Au pays du polar coup de poing, Prey fait office de nouvel uppercut. Si Broadchurch et son approche France 3 Côtes d’Armor du policier vous avait laissé sur votre faim, Prey est faite pour vous. Noire, nerveuse et hard boiled au dernier degré, la mini série d’ITV est un pur ride qui ne réinvente pas forcément la roue (loin de là) mais la fait tourner comme rarement avec une vélocité s’apparentant parfois à de la folie furieuse.

La scène d’intro pose le ton. Un véhicule de l’administration pénitentiaire. Deux détenus. L’un d’entre eux plante un stylo bic dans la poitrine de l’autre. Le conducteur perd le contrôle du fourgon. Chaos ensues. Après avoir aidé tout le monde, le prisonnier au stylo planté dans le corps s’éloigne de la scène de crime et se met à courir pour ne plus jamais s’arrêter. Cet homme, c’est l’inspecteur Marcus Farrow, bien décidé à prouver son innocence après avoir été accusé à tort du meurtre de sa femme et de l’un de ses fils.

Premier script de son scénariste Chris Lunt, Prey se distingue par une approche frontale et ultra-rapide. Selon ses producteurs, alors que la plupart des scripts écrits pour la télévision comportent en moyenne soixante séquences, le premier épisode de Prey en avait plus du double au compteur. Loin d’être épileptique, Prey propose surtout un rythme soutenu et une écriture épurée à l’extrême. Les séquences sont courtes, il n’y a pas de gras et ce n’est pas la mise en scène de Nick Murphy, au diapason de l’écriture précise et efficace, qui en rajoute.

Dans les faits, la série n’est qu’une variation à Manchester du Fugitif. A mesure que l’étau se resserre autour du héros, habité par l’acteur John Simm, la teneur du coup monté à son encontre et du complot mis en œuvre se dévoile, et la fuite en avant de plus en plus désespérée de cet homme acculé repart de plus belle. Ce qui distingue Prey d’autres séries du genre, c’est sa volonté de toujours aller de l’avant et de raconter quelque chose sans jamais s’arrêter. Les personnages se définissent dans l’action et sont, en cela, un modèle d’écriture économique qui sait ménager des rebondissements bien sentis.

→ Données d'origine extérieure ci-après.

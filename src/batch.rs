use anyhow::{Context, Result};
use serde::Serialize;
use std::fs;
use std::ops::ControlFlow;
use std::path::{Path, PathBuf};
use walkdir::WalkDir;

use crate::config::Config;
use crate::document::Resolution;
use crate::exif::{TagPath, ValueKind, tags};
use crate::format::{self, FormatTag};
use crate::pipeline;
use crate::sink;

/// Extensions of files the converter picks up from directories.
const IMAGE_EXTENSIONS: &[&str] = &["webp", "jpg", "jpeg", "png", "gif", "tif", "tiff"];

/// The outcome of converting one file.
///
/// # Example
///
/// ```rust,no_run
/// # use webp_filetype::batch::convert_file;
/// # use webp_filetype::config::Config;
/// let result = convert_file("photo.jpg".as_ref(), &Config::default(), false);
///
/// if let Some(ref err) = result.error {
///     eprintln!("{}: {err}", result.path.display());
/// } else if let Some(ref output) = result.output {
///     println!("wrote {} ({} bytes)", output.display(), result.bytes_written.unwrap_or(0));
/// }
/// ```
#[derive(Debug, Clone, Default, Serialize)]
pub struct ConvertResult {
    pub path: PathBuf,
    /// Where the WebP file was (or, in a dry run, would be) written.
    pub output: Option<PathBuf>,
    /// Container detected from the file contents, not its extension.
    pub format: Option<FormatTag>,
    pub width: u32,
    pub height: u32,
    /// Number of EXIF-style properties carried over.
    pub properties: usize,
    pub has_icc_profile: bool,
    pub has_xmp: bool,
    pub bytes_written: Option<u64>,
    pub backup_path: Option<PathBuf>,
    /// Why the file was left alone, when it was.
    pub skipped: Option<String>,
    pub error: Option<String>,
}

/// What [`inspect_file`] found in one file.
#[derive(Debug, Clone, Serialize)]
pub struct MetadataReport {
    pub path: PathBuf,
    pub format: Option<FormatTag>,
    pub width: u32,
    pub height: u32,
    pub resolution: Resolution,
    pub icc_profile_size: Option<usize>,
    pub xmp: Option<String>,
    pub tags: Vec<TagReport>,
}

/// One property item in a [`MetadataReport`].
#[derive(Debug, Clone, Serialize)]
pub struct TagReport {
    pub path: TagPath,
    pub name: Option<&'static str>,
    pub kind: ValueKind,
    pub count: u32,
    pub value: String,
}

/// Collect supported image files from the given paths.
///
/// Accepts a mix of file paths and directory paths. Directories are walked
/// following symlinks; `recursive` controls whether subdirectories are
/// entered.
///
/// # Example
///
/// ```rust,no_run
/// use webp_filetype::batch::collect_images;
/// use std::path::PathBuf;
///
/// let images = collect_images(&[
///     PathBuf::from("photo.jpg"),       // single file
///     PathBuf::from("./photos/"),        // entire directory
/// ], true);
/// println!("Found {} images", images.len());
/// ```
pub fn collect_images(paths: &[PathBuf], recursive: bool) -> Vec<PathBuf> {
    let mut images = Vec::new();
    let max_depth = if recursive { usize::MAX } else { 1 };

    for path in paths {
        if path.is_file() {
            if is_supported_image(path) {
                images.push(path.clone());
            } else {
                log::warn!("Skipping unsupported file: {}", path.display());
            }
        } else if path.is_dir() {
            for entry in WalkDir::new(path)
                .follow_links(true)
                .max_depth(max_depth)
                .sort_by_file_name()
                .into_iter()
                .filter_map(|e| e.ok())
            {
                let p = entry.path();
                if p.is_file() && is_supported_image(p) {
                    images.push(p.to_path_buf());
                }
            }
        } else {
            log::warn!("Path does not exist: {}", path.display());
        }
    }

    images
}

/// Check if a file has a supported image extension.
pub fn is_supported_image(path: &Path) -> bool {
    path.extension()
        .and_then(|ext| ext.to_str())
        .map(|ext| IMAGE_EXTENSIONS.contains(&ext.to_lowercase().as_str()))
        .unwrap_or(false)
}

/// Create a backup of the original file.
fn backup_file(path: &Path) -> Result<PathBuf> {
    let backup_path = path.with_extension(format!(
        "{}.bak",
        path.extension().unwrap_or_default().to_string_lossy()
    ));

    if !backup_path.exists() {
        fs::copy(path, &backup_path).context("Failed to create backup")?;
        log::debug!("Backup created: {}", backup_path.display());
    }

    Ok(backup_path)
}

/// Where the `.webp` for `path` goes under `config`.
pub fn output_path(path: &Path, config: &Config) -> PathBuf {
    match &config.output.output_dir {
        Some(dir) => {
            let mut name = path.file_stem().unwrap_or_default().to_os_string();
            name.push(".webp");
            dir.join(name)
        }
        None => path.with_extension("webp"),
    }
}

/// Load one file and save it as WebP.
///
/// Existing outputs are only replaced with `overwrite` set. When the output
/// is the input itself (a `.webp` re-encoded in place), the original is
/// copied to `<name>.webp.bak` first if `backup_originals` is set. With
/// `dry_run` the file is loaded but nothing is written.
///
/// Errors are reported in [`ConvertResult::error`] rather than returned, so
/// one bad file does not stop a batch.
pub fn convert_file(path: &Path, config: &Config, dry_run: bool) -> ConvertResult {
    let mut result = ConvertResult {
        path: path.to_path_buf(),
        ..ConvertResult::default()
    };

    let output = output_path(path, config);
    let in_place = output == path;
    if output.exists() && !in_place && !config.output.overwrite {
        result.skipped = Some(format!("{} already exists", output.display()));
        return result;
    }
    if in_place && !config.output.overwrite {
        result.skipped = Some("re-encoding in place needs overwrite".to_string());
        return result;
    }

    if let Err(e) = convert_into(path, &output, in_place, config, dry_run, &mut result) {
        result.error = Some(format!("{e:#}"));
    }
    result
}

fn convert_into(
    path: &Path,
    output: &Path,
    in_place: bool,
    config: &Config,
    dry_run: bool,
    result: &mut ConvertResult,
) -> Result<()> {
    let data = fs::read(path).context("Failed to read file")?;
    result.format = format::classify(&data);

    let doc = pipeline::load(&data).context("Failed to load image")?;
    result.width = doc.width();
    result.height = doc.height();
    result.has_icc_profile = doc.properties.contains(tags::ICC_PROFILE);
    result.properties = doc.properties.len() - usize::from(result.has_icc_profile);
    result.has_xmp = doc.xmp.is_some();
    result.output = Some(output.to_path_buf());

    if dry_run {
        return Ok(());
    }

    let mut encoded = Vec::new();
    let mut last_logged = 0;
    let mut progress = |percent: u32| -> ControlFlow<()> {
        if percent >= last_logged + 25 || percent == 100 {
            log::debug!("  {}: {percent}%", path.display());
            last_logged = percent;
        }
        ControlFlow::Continue(())
    };
    pipeline::save(&doc, &mut encoded, &config.save.encoder_options(), Some(&mut progress))
        .context("Failed to encode WebP")?;

    if in_place && config.output.backup_originals {
        result.backup_path = Some(backup_file(path)?);
    }
    if let Some(dir) = output.parent().filter(|d| !d.as_os_str().is_empty()) {
        fs::create_dir_all(dir).context("Failed to create output directory")?;
    }

    let mut file = fs::File::create(output).context("Failed to create output file")?;
    if let Err(e) = sink::write_image(&mut file, &encoded) {
        drop(file);
        let _ = fs::remove_file(output);
        return Err(e).context("Failed to write output file");
    }
    result.bytes_written = Some(encoded.len() as u64);
    Ok(())
}

/// Load a file and describe its metadata.
pub fn inspect_file(path: &Path) -> Result<MetadataReport> {
    let data = fs::read(path).context("Failed to read file")?;
    let doc = pipeline::load(&data).context("Failed to load image")?;

    let entries = doc
        .properties
        .iter()
        .filter(|(path, _)| *path != tags::ICC_PROFILE)
        .map(|(path, value)| TagReport {
            path,
            name: tags::tag_name(path),
            kind: value.kind(),
            count: value.count(),
            value: value.display_value(),
        })
        .collect();

    Ok(MetadataReport {
        path: path.to_path_buf(),
        format: format::classify(&data),
        width: doc.width(),
        height: doc.height(),
        resolution: doc.resolution,
        icc_profile_size: doc.properties.get(tags::ICC_PROFILE).map(|v| v.data().len()),
        xmp: doc.xmp.as_ref().map(|packet| packet.as_str().to_string()),
        tags: entries,
    })
}
use std::collections::BTreeMap;

use super::model::{MetadataMap, ResolutionTags, Section, TagValue};
use super::tags::{
    self, ColorSpace, EXIF_IFD_POINTER, GPS_IFD_POINTER, IMAGE_LAYOUT_TAGS, INTEROP_IFD_POINTER,
};

const TIFF_HEADER: [u8; 8] = [b'I', b'I', 0x2A, 0x00, 0x08, 0x00, 0x00, 0x00];
const IFD_ENTRY_LEN: u32 = 12;

const EXIF_VERSION_2_3: &[u8; 4] = b"0230";
const GPS_VERSION_2_3: [u8; 4] = [2, 3, 0, 0];
const INTEROP_VERSION_1_0: &[u8; 4] = b"0100";

/// Serializes a [`MetadataMap`] into a little-endian TIFF/EXIF block.
///
/// The output is deterministic: IFDs are laid out Image, Photo, Interop, GPS,
/// entries are sorted by tag id, and values longer than four bytes follow
/// their IFD at word-aligned offsets.
///
/// Because pixels are always saved upright, Orientation is written as 1. The
/// ColorSpace tag is taken from the writer's resolved color space rather
/// than from the map.
///
/// The image size always comes from `size`. Sources that carried
/// ImageWidth/ImageLength (uncompressed TIFF) keep that pair, everything else
/// gets PixelXDimension/PixelYDimension. ExifVersion, GPSVersionID and
/// InteroperabilityVersion are filled in when their IFD is written without one.
pub struct ExifWriter {
    entries: MetadataMap,
    color_space: ColorSpace,
    size: (u32, u32),
    resolution: Option<ResolutionTags>,
}

impl ExifWriter {
    pub fn new(entries: MetadataMap, color_space: ColorSpace, size: (u32, u32)) -> Self {
        Self { entries, color_space, size, resolution: None }
    }

    /// Write XResolution, YResolution and ResolutionUnit, replacing any in the map.
    pub fn with_resolution(mut self, resolution: ResolutionTags) -> Self {
        self.resolution = Some(resolution);
        self
    }

    pub fn create_exif_blob(&self) -> Vec<u8> {
        let mut image = self.section_tags(Section::Image);
        image.retain(|id, _| {
            !IMAGE_LAYOUT_TAGS.contains(id) && *id != EXIF_IFD_POINTER && *id != GPS_IFD_POINTER
        });
        image.insert(tags::ORIENTATION.tag_id, TagValue::short(1));
        if let Some(res) = self.resolution {
            image.insert(tags::X_RESOLUTION.tag_id, TagValue::rational(res.x));
            image.insert(tags::Y_RESOLUTION.tag_id, TagValue::rational(res.y));
            image.insert(tags::RESOLUTION_UNIT.tag_id, TagValue::short(res.unit));
        }

        let mut photo = self.section_tags(Section::Photo);
        photo.remove(&INTEROP_IFD_POINTER);
        photo.insert(tags::COLOR_SPACE.tag_id, TagValue::short(self.color_space.tag_value()));
        photo
            .entry(tags::EXIF_VERSION.tag_id)
            .or_insert_with(|| TagValue::undefined(EXIF_VERSION_2_3.to_vec()));

        let (width, height) = self.size;
        if self.entries.contains(tags::IMAGE_WIDTH) {
            image.insert(tags::IMAGE_WIDTH.tag_id, TagValue::long(width));
            image.insert(tags::IMAGE_LENGTH.tag_id, TagValue::long(height));
            photo.remove(&tags::PIXEL_X_DIMENSION.tag_id);
            photo.remove(&tags::PIXEL_Y_DIMENSION.tag_id);
        } else {
            photo.insert(tags::PIXEL_X_DIMENSION.tag_id, TagValue::long(width));
            photo.insert(tags::PIXEL_Y_DIMENSION.tag_id, TagValue::long(height));
            image.remove(&tags::IMAGE_WIDTH.tag_id);
            image.remove(&tags::IMAGE_LENGTH.tag_id);
        }

        let mut interop = self.section_tags(Section::Interop);
        if !interop.is_empty() {
            interop
                .entry(tags::INTEROPERABILITY_VERSION.tag_id)
                .or_insert_with(|| TagValue::undefined(INTEROP_VERSION_1_0.to_vec()));
        }
        let mut gps = self.section_tags(Section::Gps);
        if !gps.is_empty() {
            gps.entry(tags::GPS_VERSION_ID.tag_id)
                .or_insert_with(|| TagValue::bytes(GPS_VERSION_2_3.to_vec()));
        }

        // Pointer placeholders; patched once the layout is known.
        image.insert(EXIF_IFD_POINTER, TagValue::long(0));
        if !gps.is_empty() {
            image.insert(GPS_IFD_POINTER, TagValue::long(0));
        }
        if !interop.is_empty() {
            photo.insert(INTEROP_IFD_POINTER, TagValue::long(0));
        }

        let mut image_ifd = Ifd::new(image, TIFF_HEADER.len() as u32);
        let mut photo_ifd = Ifd::new(photo, image_ifd.end());
        let mut next = photo_ifd.end();
        let interop_ifd = (!interop.is_empty()).then(|| {
            let ifd = Ifd::new(interop, next);
            next = ifd.end();
            ifd
        });
        let gps_ifd = (!gps.is_empty()).then(|| Ifd::new(gps, next));

        image_ifd.set_pointer(EXIF_IFD_POINTER, photo_ifd.start);
        if let Some(ifd) = &gps_ifd {
            image_ifd.set_pointer(GPS_IFD_POINTER, ifd.start);
        }
        if let Some(ifd) = &interop_ifd {
            photo_ifd.set_pointer(INTEROP_IFD_POINTER, ifd.start);
        }

        let total = gps_ifd
            .as_ref()
            .or(interop_ifd.as_ref())
            .unwrap_or(&photo_ifd)
            .end();
        let mut out = Vec::with_capacity(total as usize);
        out.extend_from_slice(&TIFF_HEADER);
        for ifd in [Some(&image_ifd), Some(&photo_ifd), interop_ifd.as_ref(), gps_ifd.as_ref()]
            .into_iter()
            .flatten()
        {
            ifd.write_to(&mut out);
        }
        debug_assert_eq!(out.len(), total as usize);
        out
    }

    fn section_tags(&self, section: Section) -> BTreeMap<u16, TagValue> {
        self.entries
            .section(section)
            .map(|(id, value)| (id, value.clone()))
            .collect()
    }
}

/// One IFD with its start offset fixed.
struct Ifd {
    start: u32,
    entries: BTreeMap<u16, TagValue>,
}

impl Ifd {
    fn new(entries: BTreeMap<u16, TagValue>, start: u32) -> Self {
        Self { start, entries }
    }

    fn data_start(&self) -> u32 {
        self.start + 2 + self.entries.len() as u32 * IFD_ENTRY_LEN + 4
    }

    fn end(&self) -> u32 {
        let data: u32 = self
            .entries
            .values()
            .map(|value| value.data().len() as u32)
            .filter(|&len| len > 4)
            .map(padded)
            .sum();
        self.data_start() + data
    }

    fn set_pointer(&mut self, tag_id: u16, offset: u32) {
        self.entries.insert(tag_id, TagValue::long(offset));
    }

    fn write_to(&self, out: &mut Vec<u8>) {
        debug_assert_eq!(out.len(), self.start as usize);

        let encode_u16 = |val: u16| val.to_le_bytes();
        let encode_u32 = |val: u32| val.to_le_bytes();

        out.extend_from_slice(&encode_u16(self.entries.len() as u16));

        let mut data_offset = self.data_start();
        for (&tag_id, value) in &self.entries {
            let data = value.data();
            out.extend_from_slice(&encode_u16(tag_id));
            out.extend_from_slice(&encode_u16(value.kind().type_code()));
            out.extend_from_slice(&encode_u32(value.count()));
            if data.len() <= 4 {
                let mut inline = [0u8; 4];
                inline[..data.len()].copy_from_slice(data);
                out.extend_from_slice(&inline);
            } else {
                out.extend_from_slice(&encode_u32(data_offset));
                data_offset += padded(data.len() as u32);
            }
        }

        // No IFD1: thumbnails are never written.
        out.extend_from_slice(&encode_u32(0));

        for value in self.entries.values() {
            let data = value.data();
            if data.len() > 4 {
                out.extend_from_slice(data);
                if data.len() % 2 != 0 {
                    out.push(0);
                }
            }
        }
    }
}

fn padded(len: u32) -> u32 {
    len + (len & 1)
}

Prey est aussi remarquable de par sa mise en scène et son mode de production, en total adéquation avec sa conception initiale. Le grand nombre de séquences et le budget alloué à la série n’auraient pas permis un tournage classique. Dès lors, la solution trouvée a contribué à insuffler une nouvelle louche d’intensité à la série : la caméra est portée et aucun éclairage artificiel n’a été utilisé sur le tournage. La caméra numérique RED utilisée est poussée dans ses derniers retranchements, rappelant en cela les expérimentations de Michael Mann il y a déjà une dizaine d’années de cela, pour un résultat brut plongeant le spectateur au cœur de l’action sans pour autant arborer une esthétique digne du Droit de Savoir. Au contraire, cette approche contribue au sentiment d’urgence palpable dans la série et donne lieu à des séquences s’apparentant à de véritables morceaux de bravoure quant à la gestion de la tension mise en œuvre.

Il y a dans Prey une recherche en terme de mise en scène, de composition des plans et du montage qui renvoie au meilleur du cinéma d’action et à ce qu’un Fred Cavayé a pu tenter de remettre au goût du jour en France : une approche humaine et viscérale du thriller, ramené à des enjeux simples et primaires, décuplant sans artifices l’efficacité du drame qui se joue sous nos yeux. En cela, Prey est exemplaire et, jusqu’à la dernière image, le suspense reste entier.